Four years after a group of graduate students faced the agonizing experience of turning in their mentor for apparently falsifying scientific data, she has pleaded guilty to a criminal charge in the case. Elizabeth Goodwin, who was a biologist at the University of Wisconsin (UW), Madison, until resigning in February 2006, admitted "that she included manipulated data" in a grant progress report "to convince reviewers that more scientific progress had been made with her research than was actually the case," the Department of Justice announced on Friday. Goodwin has agreed not to participate in federally funded research for 3 years and will pay $50,000 to the Department of Health and Human Services, according to the Justice Department press release.

Four years ago, Science reported on the difficult experience of the students after Goodwin resigned and how the case impacted their own futures in science.

The six students, working in her genetics lab, happened upon the misconduct by accident when, suggesting a new project to one, she showed the student a grant application that the student believed contained data that were misrepresented. What followed were several months of discussion and debate, as the students considered whether to share what they'd found with university officials. "My biggest worry was what if we didn't turn her in ... and different grad students got stuck in our position," said Mary Allen at the time, one of the six.
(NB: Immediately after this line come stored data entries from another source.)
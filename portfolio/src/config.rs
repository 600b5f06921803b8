use std::time::Duration;

use anyhow::Result;
use serde::Deserialize;

use crate::scroll::RootMargin;

// UiConfig
//
// every tunable of the interaction layer lives here.  the webapp embeds a toml
// file at build time and falls back to the defaults if it does not parse, so
// any field may be omitted
#[derive(Clone, Debug, PartialEq, Deserialize)]
#[serde(default)]
pub struct UiConfig {
    // scroll offset (px) past which the navbar carries its shadow
    pub navbar_shadow_threshold: f64,

    // scroll offset (px) past which the back-to-top control shows
    pub back_to_top_threshold: f64,

    // height of the fixed header, subtracted from smooth scroll targets
    pub header_offset: f64,

    // how far above a section's top the position fallback starts counting it
    pub section_probe_offset: f64,

    // rootMargin for the active-section observer; the negative top and bottom
    // margins shrink the viewport to a band near its top
    pub section_root_margin: String,

    // visible fraction needed before a reveal item transitions
    pub reveal_threshold: f64,

    // rootMargin for the reveal observer
    pub reveal_root_margin: String,

    // selector for the items that fade in on first sight
    pub reveal_selector: String,

    // quiet period before the scroll handler runs
    pub debounce_ms: u64,

    // how long the success message stays up after a submission
    pub status_clear_ms: u64,

    pub sending_message: String,
    pub success_message: String,

    // destination the contact form posts into through the hidden frame
    pub form_action: String,

    // preference key for the theme, stored under storage_prefix
    pub theme_key: String,
    pub storage_prefix: String,
}

impl Default for UiConfig {
    fn default() -> Self {
        UiConfig {
            navbar_shadow_threshold: 50.0,
            back_to_top_threshold: 500.0,
            header_offset: 70.0,
            section_probe_offset: 100.0,
            section_root_margin: String::from("-20% 0px -70% 0px"),
            reveal_threshold: 0.1,
            reveal_root_margin: String::from("0px 0px -50px 0px"),
            reveal_selector: String::from(".project-card, .timeline-item, .contact-card, .skill-item"),
            debounce_ms: 10,
            status_clear_ms: 5000,
            sending_message: String::from("Sending..."),
            success_message: String::from("Thanks! Your message has been sent."),
            form_action: String::new(),
            theme_key: String::from("theme"),
            storage_prefix: String::from("portfolio_"),
        }
    }
}

impl UiConfig {
    pub fn from_toml_str(text: &str) -> Result<UiConfig> {
        let config: UiConfig = toml::from_str(text)?;

        config.validate()?;

        Ok(config)
    }

    // the margins end up handed to the browser verbatim, so reject anything the
    // observer constructor would throw on before it gets that far
    pub fn validate(&self) -> Result<()> {
        self.section_root_margin.parse::<RootMargin>()?;
        self.reveal_root_margin.parse::<RootMargin>()?;

        if !(0.0..=1.0).contains(&self.reveal_threshold) {
            return Err(anyhow::Error::msg(format!(
                "reveal_threshold must be within [0, 1], got {}",
                self.reveal_threshold
            )));
        }

        Ok(())
    }

    pub fn debounce_delay(&self) -> Duration {
        Duration::from_millis(self.debounce_ms)
    }

    pub fn status_clear_delay(&self) -> Duration {
        Duration::from_millis(self.status_clear_ms)
    }
}

#[cfg(test)]
mod tests {
    use super::*;

    #[test]
    fn empty_document_gives_defaults() {
        let config = UiConfig::from_toml_str("").unwrap();

        assert_eq!(config, UiConfig::default());
    }

    #[test]
    fn partial_document_overrides_only_named_fields() {
        let config = UiConfig::from_toml_str(
            r#"
            navbar_shadow_threshold = 20.0
            debounce_ms = 25
            form_action = "https://example.com/contact"
            "#,
        )
        .unwrap();

        assert_eq!(config.navbar_shadow_threshold, 20.0);
        assert_eq!(config.debounce_delay(), Duration::from_millis(25));
        assert_eq!(config.form_action, "https://example.com/contact");
        assert_eq!(config.back_to_top_threshold, 500.0);
    }

    #[test]
    fn malformed_margin_is_rejected() {
        let err = UiConfig::from_toml_str(r#"section_root_margin = "-20% sideways""#);

        assert!(err.is_err());
    }

    #[test]
    fn out_of_range_threshold_is_rejected() {
        assert!(UiConfig::from_toml_str("reveal_threshold = 1.5").is_err());
    }

    #[test]
    fn wrong_type_is_rejected() {
        assert!(UiConfig::from_toml_str(r#"debounce_ms = "fast""#).is_err());
    }
}
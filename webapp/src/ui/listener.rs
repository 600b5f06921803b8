use tracing::warn;
use wasm_bindgen::{JsCast, closure::Closure};
use web_sys::{Event, EventTarget};

// Listener
//
// an attached event listener that remembers enough to take itself off again.
// the closure has to outlive the registration, so it lives here rather than
// being forgotten
pub struct Listener {
    target: EventTarget,
    event: &'static str,
    callback: Closure<dyn FnMut(Event)>,
}

impl Listener {
    pub fn attach<F>(target: &EventTarget, event: &'static str, handler: F) -> Option<Listener>
    where
        F: FnMut(Event) + 'static,
    {
        let callback = Closure::wrap(Box::new(handler) as Box<dyn FnMut(Event)>);

        match target.add_event_listener_with_callback(event, callback.as_ref().unchecked_ref()) {
            Ok(()) => Some(Listener {
                target: target.clone(),
                event,
                callback,
            }),
            Err(err) => {
                warn!("failed to attach {event} listener: {err:?}");
                None
            }
        }
    }

    pub fn detach(self) {
        if let Err(err) = self
            .target
            .remove_event_listener_with_callback(self.event, self.callback.as_ref().unchecked_ref())
        {
            warn!("failed to remove {} listener: {err:?}", self.event);
        }
    }
}
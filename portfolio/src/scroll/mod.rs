use tracing::debug;

use crate::config::UiConfig;

mod margin;
mod reveal;
mod sections;

pub use margin::{MarginLength, RootMargin};
pub use reveal::{Registration, RevealAction, RevealSet, RevealState};
pub use sections::{
    ActiveSection, Highlight, SectionBox, SectionRegistry, active_by_position,
    intersecting_at, link_targets,
};

pub fn navbar_shadow(scroll_y: f64, threshold: f64) -> bool {
    scroll_y > threshold
}

pub fn back_to_top_visible(scroll_y: f64, threshold: f64) -> bool {
    scroll_y > threshold
}

// where an anchor jump should land so the target is not hidden under the header;
// a missing target means there is nowhere to go
pub fn scroll_target(target_top: Option<f64>, header_offset: f64) -> Option<f64> {
    target_top.map(|top| top - header_offset)
}

// the result of one debounced scroll computation
#[derive(Clone, Debug, PartialEq)]
pub struct ScrollFrame {
    pub scroll_y: f64,
    pub navbar_shadow: bool,
    pub back_to_top: bool,
}

// ScrollCoordinator
//
// owns everything derived from the scroll position.  the threshold toggles come
// from the debounced scroll handler; highlighting comes straight from the
// section observer, and only falls back to position math when there is no
// observer to drive it
pub struct ScrollCoordinator {
    navbar_threshold: f64,
    back_to_top_threshold: f64,
    header_offset: f64,
    probe_offset: f64,
    registry: SectionRegistry,
    active: ActiveSection,
    observing: bool,
}

impl ScrollCoordinator {
    pub fn new<I, S>(config: &UiConfig, section_ids: I) -> Self
    where
        I: IntoIterator<Item = S>,
        S: Into<String>,
    {
        ScrollCoordinator {
            navbar_threshold: config.navbar_shadow_threshold,
            back_to_top_threshold: config.back_to_top_threshold,
            header_offset: config.header_offset,
            probe_offset: config.section_probe_offset,
            registry: SectionRegistry::new(section_ids),
            active: ActiveSection::default(),
            observing: false,
        }
    }

    pub fn set_observing(&mut self, observing: bool) {
        debug!("section observation {}", if observing { "on" } else { "off" });
        self.observing = observing;
    }

    pub fn on_scroll(&self, scroll_y: f64) -> ScrollFrame {
        ScrollFrame {
            scroll_y,
            navbar_shadow: navbar_shadow(scroll_y, self.navbar_threshold),
            back_to_top: back_to_top_visible(scroll_y, self.back_to_top_threshold),
        }
    }

    pub fn needs_position_fallback(&self) -> bool {
        !self.observing
    }

    // outside every section's probe interval nothing is highlighted
    pub fn highlight_by_position(&mut self, scroll_y: f64, boxes: &[SectionBox]) -> Option<Highlight> {
        match active_by_position(scroll_y, boxes, self.probe_offset) {
            Some(id) => self.active.set(id),
            None => self.active.clear(),
        }
    }

    pub fn on_section_intersection(&mut self, id: &str, intersecting: bool) -> Option<Highlight> {
        if !self.registry.record(id, intersecting) {
            return None;
        }

        self.active.report(id, intersecting)
    }

    pub fn scroll_target(&self, target_top: Option<f64>) -> Option<f64> {
        scroll_target(target_top, self.header_offset)
    }

    #[cfg(test)]
    pub(crate) fn active(&self) -> Option<&str> {
        self.active.current()
    }
}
The university praised the students for having done the right thing. A university investigation subsequently concluded that Goodwin had falsified data on grant applications and cast doubt on three papers, all of which were later cleared of any problems. Goodwin resigned. But the outcome for several students, who were told they had to essentially start over, was unenviable. One, Chantal Ly, had gone through 7 years of graduate school and was told that much of her work was not useable and that she had to start a new project for her Ph.D. (The reason wasn't necessarily because of falsified data but rather, Ly and the others thought, because Goodwin stuck by results that were questionable.) Along with two of the others, she quit graduate school. Allen moved to a school in Colorado. Just two students chose to stay at UW.

One of those who left reflected about the case in the Science story published in 2006. "Are we just stupid [to turn Goodwin in]?'" Sarah LaMartina said. "Sure, it's the right thing to do, but right for who? ... Who is going to benefit from this? Nobody."

Goodwin will be sentenced on 3 September on the charge of making false statements and faces up to 1 year in jail and a $100,000 fine.

The story has been corrected. Due to an editing error, this story originally said the Science article was published last year; it was published 4 years ago.